Perturbation of mitochondrial structure and function plays a central role in Actinobacillus actinomycetemcomitans leukotoxin-induced apoptosis

Abstract

Certain pore-forming bacterial toxins, including the leukotoxin (Ltx) produced by Actinobacillus actinomycetemcomitans, induce apoptosis in susceptible target cells. Although binding to the target cell surface represents the first step in the initiation of this process, the downstream events leading to toxin-induced apoptotic cell death have not been identified.

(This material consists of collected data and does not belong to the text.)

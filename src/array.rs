use std::{iter, slice};

use crate::error::{Error, Result};

/// A fixed-size array with checked subscripts.
///
/// The length is chosen at construction and never changes. Arrays are
/// deliberately not `Clone`.
pub struct BoundedArray<T> {
    data: Box<[T]>,
}

impl<T> BoundedArray<T> {
    pub fn new(len: usize) -> Self
    where
        T: Default,
    {
        BoundedArray {
            data: iter::repeat_with(T::default).take(len).collect(),
        }
    }

    pub fn from_elem(len: usize, value: T) -> Self
    where
        T: Clone,
    {
        BoundedArray {
            data: vec![value; len].into_boxed_slice(),
        }
    }

    pub fn len(&self) -> usize {
        self.data.len()
    }

    pub fn is_empty(&self) -> bool {
        self.data.is_empty()
    }

    pub fn get(&self, index: usize) -> Result<&T> {
        let len = self.len();
        self.data.get(index).ok_or(Error::OutOfRange { index, len })
    }

    pub fn get_mut(&mut self, index: usize) -> Result<&mut T> {
        let len = self.len();
        self.data.get_mut(index).ok_or(Error::OutOfRange { index, len })
    }

    pub fn iter(&self) -> slice::Iter<T> {
        self.data.iter()
    }
}

impl<T> Default for BoundedArray<T> {
    fn default() -> Self {
        BoundedArray {
            data: Box::default(),
        }
    }
}

impl<'a, T> IntoIterator for &'a BoundedArray<T> {
    type Item = &'a T;
    type IntoIter = slice::Iter<'a, T>;
    fn into_iter(self) -> Self::IntoIter {
        self.data.iter()
    }
}

#[cfg(test)]
mod tests {
    use super::*;

    #[test]
    fn subscripts_checked() {
        let array = BoundedArray::<i32>::new(10);
        for i in 0..10 {
            assert_eq!(array.get(i), Ok(&0));
        }
        for i in 10..20 {
            assert_eq!(array.get(i), Err(Error::OutOfRange { index: i, len: 10 }));
        }
    }

    #[test]
    fn default_is_empty() {
        let array = BoundedArray::<u8>::default();
        assert!(array.is_empty());
        assert_eq!(array.get(0), Err(Error::OutOfRange { index: 0, len: 0 }));
    }

    #[test]
    fn writes_through_get_mut() {
        let mut array = BoundedArray::from_elem(3, 1);
        *array.get_mut(1).unwrap() = 7;
        assert_eq!(array.iter().copied().collect::<Vec<_>>(), vec![1, 7, 1]);
        assert!(array.get_mut(3).is_err());
    }

    #[test]
    fn nested_arrays() {
        let mut grid: BoundedArray<BoundedArray<i32>> = BoundedArray::new(4);
        assert!(grid.iter().all(BoundedArray::is_empty));
        *grid.get_mut(2).unwrap() = BoundedArray::from_elem(2, 5);
        assert_eq!(grid.get(2).and_then(|row| row.get(1)), Ok(&5));
        assert_eq!(
            grid.get(0).and_then(|row| row.get(0)),
            Err(Error::OutOfRange { index: 0, len: 0 })
        );
    }

    #[test]
    fn holds_expressions() {
        let array = BoundedArray::from_elem(3, crate::Expr::binary("+", 3, 4));
        assert_eq!(array.get(0).unwrap().share_count(), 3);
        let texts: Vec<String> = (&array).into_iter().map(|e| e.text().unwrap()).collect();
        assert_eq!(texts, vec!["(3 + 4)"; 3]);
    }
}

Perturbation of mitochondrial function has been shown to have a major role in regulating progression of apoptosis initiated by exposure to numerous stimuli. Using Ltx as a model, the aim of this study was to evaluate whether induction of apoptosis by pore-forming toxins follows a similar paradigm. After exposure to Ltx, Epstein–Barr virus transformed B cells (JY cell line) exhibited the classical morphological features of apoptosis including decreased cell size, plasma membrane blebbing, selective alterations in plasma membrane permeability and condensation of nuclear DNA. The morphologic changes were accompanied by swelling of the mitochondria, a decrease in mitochondrial transmembrane potential (Ψm), hyperproduction of reactive oxygen intermediates (ROIs) and release of cytochrome c from the intermembrane space. Subsequently, we detected activation of thec ysteine asp artate-specific prote ases (caspases)-3 and -9, cleavage of the nuclear DNA repair enzyme, poly(ADP-ribose)polymerase (PARP) and internucleosomal DNA fragmentation. These results indicate that perturbation of mitochondrial structure and function, in concert with activation of specific caspases, initiate the effector phase of Ltx-induced apoptosis.